This is exactly the sort of story that books were made to tell-thorough, detailed, quietly passionate, and full of revelation."-TED CONOVER, author of Newjack and The Routes of Man "It's extremely rare when a reporter's passion finds its match in a story. and Skloot, with clarity and compassion, helps us take the long view. The issues evoked here are giant: who owns our bodies, the use and misuse of medical authority, the unhealed wounds of slavery. What this important, invigorating book lays bare is how easily science can do wrong, especially to the poor. But that did not stop Skloot in her quest to exhume, and resurrect, the story of her heroine and her family. "No one can say exactly where Henrietta Lacks is buried: during the many years Rebecca Skloot spent working on this book, even Lacks's hometown of Clover, Virginia, disappeared. Deborah was consumed with questions: Had scientists cloned her mother? Had they killed her to harvest her cells? And if her mother was so important to medicine, why couldn't her children afford health insurance? Intimate in feeling, astonishing in scope, and impossible to put down, The Immortal Life of Henrietta Lacks captures the beauty and drama of scientific discovery, as well as its human consequences. Over the decade it took to uncover this story, Rebecca became enmeshed in the lives of the Lacks family-especially Henrietta's daughter Deborah. As Rebecca Skloot so brilliantly shows, the story of the Lacks family-past and present-is inextricably connected to the dark history of experimentation on African Americans, the birth of bioethics, and the legal battles over whether we control the stuff we are made of.

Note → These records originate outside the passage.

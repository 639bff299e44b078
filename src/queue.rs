//! Outstation message queue.
//!
//! A fixed-capacity FIFO of ASDUs awaiting transmission. Capacity is set
//! at creation and never grows; the overflow policy decides whether a
//! full queue evicts its oldest entry (fresh telemetry beats stale) or
//! rejects the new one. The shared wrapper adds the wakeup signal for
//! parked connection tasks; critical sections cover enqueue/dequeue only,
//! encoding always happens outside the lock.

use std::collections::VecDeque;
use std::sync::{Mutex, MutexGuard};
use std::time::Instant;

use tokio::sync::futures::Notified;
use tokio::sync::Notify;
use tracing::debug;

use crate::error::{Iec104Error, Result};
use crate::types::Asdu;

/// Behavior when enqueueing into a full queue.
#[derive(Debug, Clone, Copy, PartialEq, Eq, Default)]
pub enum OverflowPolicy {
    /// Drop the oldest queued entry to admit the newest (default)
    #[default]
    DropOldest,
    /// Reject the new entry with [`Iec104Error::QueueFull`]
    Reject,
}

/// One queued ASDU with its enqueue time.
#[derive(Debug, Clone)]
pub(crate) struct QueueEntry {
    pub asdu: Asdu,
    pub enqueued_at: Instant,
}

impl QueueEntry {
    pub(crate) fn new(asdu: Asdu) -> Self {
        Self {
            asdu,
            enqueued_at: Instant::now(),
        }
    }
}

/// Fixed-capacity FIFO of pending ASDUs.
#[derive(Debug)]
pub struct AsduQueue {
    entries: VecDeque<QueueEntry>,
    capacity: usize,
    policy: OverflowPolicy,
}

impl AsduQueue {
    /// Create a queue with the given capacity (at least 1) and policy.
    pub fn new(capacity: usize, policy: OverflowPolicy) -> Self {
        Self {
            entries: VecDeque::with_capacity(capacity.max(1)),
            capacity: capacity.max(1),
            policy,
        }
    }

    /// Enqueue an ASDU, applying the overflow policy when full.
    pub fn enqueue(&mut self, asdu: Asdu) -> Result<()> {
        if self.entries.len() >= self.capacity {
            match self.policy {
                OverflowPolicy::DropOldest => {
                    if let Some(dropped) = self.entries.pop_front() {
                        debug!(
                            age_ms = dropped.enqueued_at.elapsed().as_millis() as u64,
                            "queue full, dropping oldest entry"
                        );
                    }
                }
                OverflowPolicy::Reject => return Err(Iec104Error::QueueFull),
            }
        }
        self.entries.push_back(QueueEntry::new(asdu));
        Ok(())
    }

    /// Take the oldest pending ASDU.
    pub fn dequeue(&mut self) -> Option<Asdu> {
        self.entries.pop_front().map(|e| e.asdu)
    }

    pub(crate) fn dequeue_entry(&mut self) -> Option<QueueEntry> {
        self.entries.pop_front()
    }

    /// Restore entries to the queue front, oldest first, keeping their
    /// original enqueue times. Overflow drops from the front (oldest).
    pub(crate) fn requeue_front(&mut self, entries: Vec<QueueEntry>) {
        for entry in entries.into_iter().rev() {
            self.entries.push_front(entry);
        }
        while self.entries.len() > self.capacity {
            self.entries.pop_front();
        }
    }

    /// Number of pending ASDUs.
    pub fn len(&self) -> usize {
        self.entries.len()
    }

    /// Check if the queue is empty.
    pub fn is_empty(&self) -> bool {
        self.entries.is_empty()
    }

    /// The fixed capacity of this queue.
    pub fn capacity(&self) -> usize {
        self.capacity
    }
}

/// An [`AsduQueue`] shared between the enqueue API and connection tasks.
#[derive(Debug)]
pub(crate) struct SharedQueue {
    inner: Mutex<AsduQueue>,
    notify: Notify,
}

impl SharedQueue {
    pub(crate) fn new(capacity: usize, policy: OverflowPolicy) -> Self {
        Self {
            inner: Mutex::new(AsduQueue::new(capacity, policy)),
            notify: Notify::new(),
        }
    }

    fn lock(&self) -> MutexGuard<'_, AsduQueue> {
        self.inner.lock().unwrap_or_else(|e| e.into_inner())
    }

    pub(crate) fn enqueue(&self, asdu: Asdu) -> Result<()> {
        self.lock().enqueue(asdu)?;
        self.notify.notify_waiters();
        Ok(())
    }

    pub(crate) fn dequeue_entry(&self) -> Option<QueueEntry> {
        self.lock().dequeue_entry()
    }

    pub(crate) fn requeue_front(&self, entries: Vec<QueueEntry>) {
        if entries.is_empty() {
            return;
        }
        self.lock().requeue_front(entries);
        self.notify.notify_waiters();
    }

    /// Wakeup future; register it before checking emptiness to avoid a
    /// missed notification.
    pub(crate) fn notified(&self) -> Notified<'_> {
        self.notify.notified()
    }

    pub(crate) fn len(&self) -> usize {
        self.lock().len()
    }

    pub(crate) fn is_empty(&self) -> bool {
        self.lock().is_empty()
    }
}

the immortal life of henrietta lacks movie 2011

And though the cells had launched a multimillion-dollar industry that sells human biological materials, her family never saw any of the profits. Henrietta's family did not learn of her "immortality" until more than twenty years after her death, when scientists investigating HeLa began using her husband and children in research without informed consent. Yet Henrietta Lacks remains virtually unknown, buried in an unmarked grave. HeLa cells were vital for developing the polio vaccine uncovered secrets of cancer, viruses, and the atom bomb's effects helped lead to important advances like in vitro fertilization, cloning, and gene mapping and have been bought and sold by the billions.

the immortal life of henrietta lacks movie 2011

She was a poor Southern tobacco farmer who worked the same land as her slave ancestors, yet her cells-taken without her knowledge-became one of the most important tools in medicine: The first "immortal" human cells grown in culture, which are still alive today, though she has been dead for more than sixty years.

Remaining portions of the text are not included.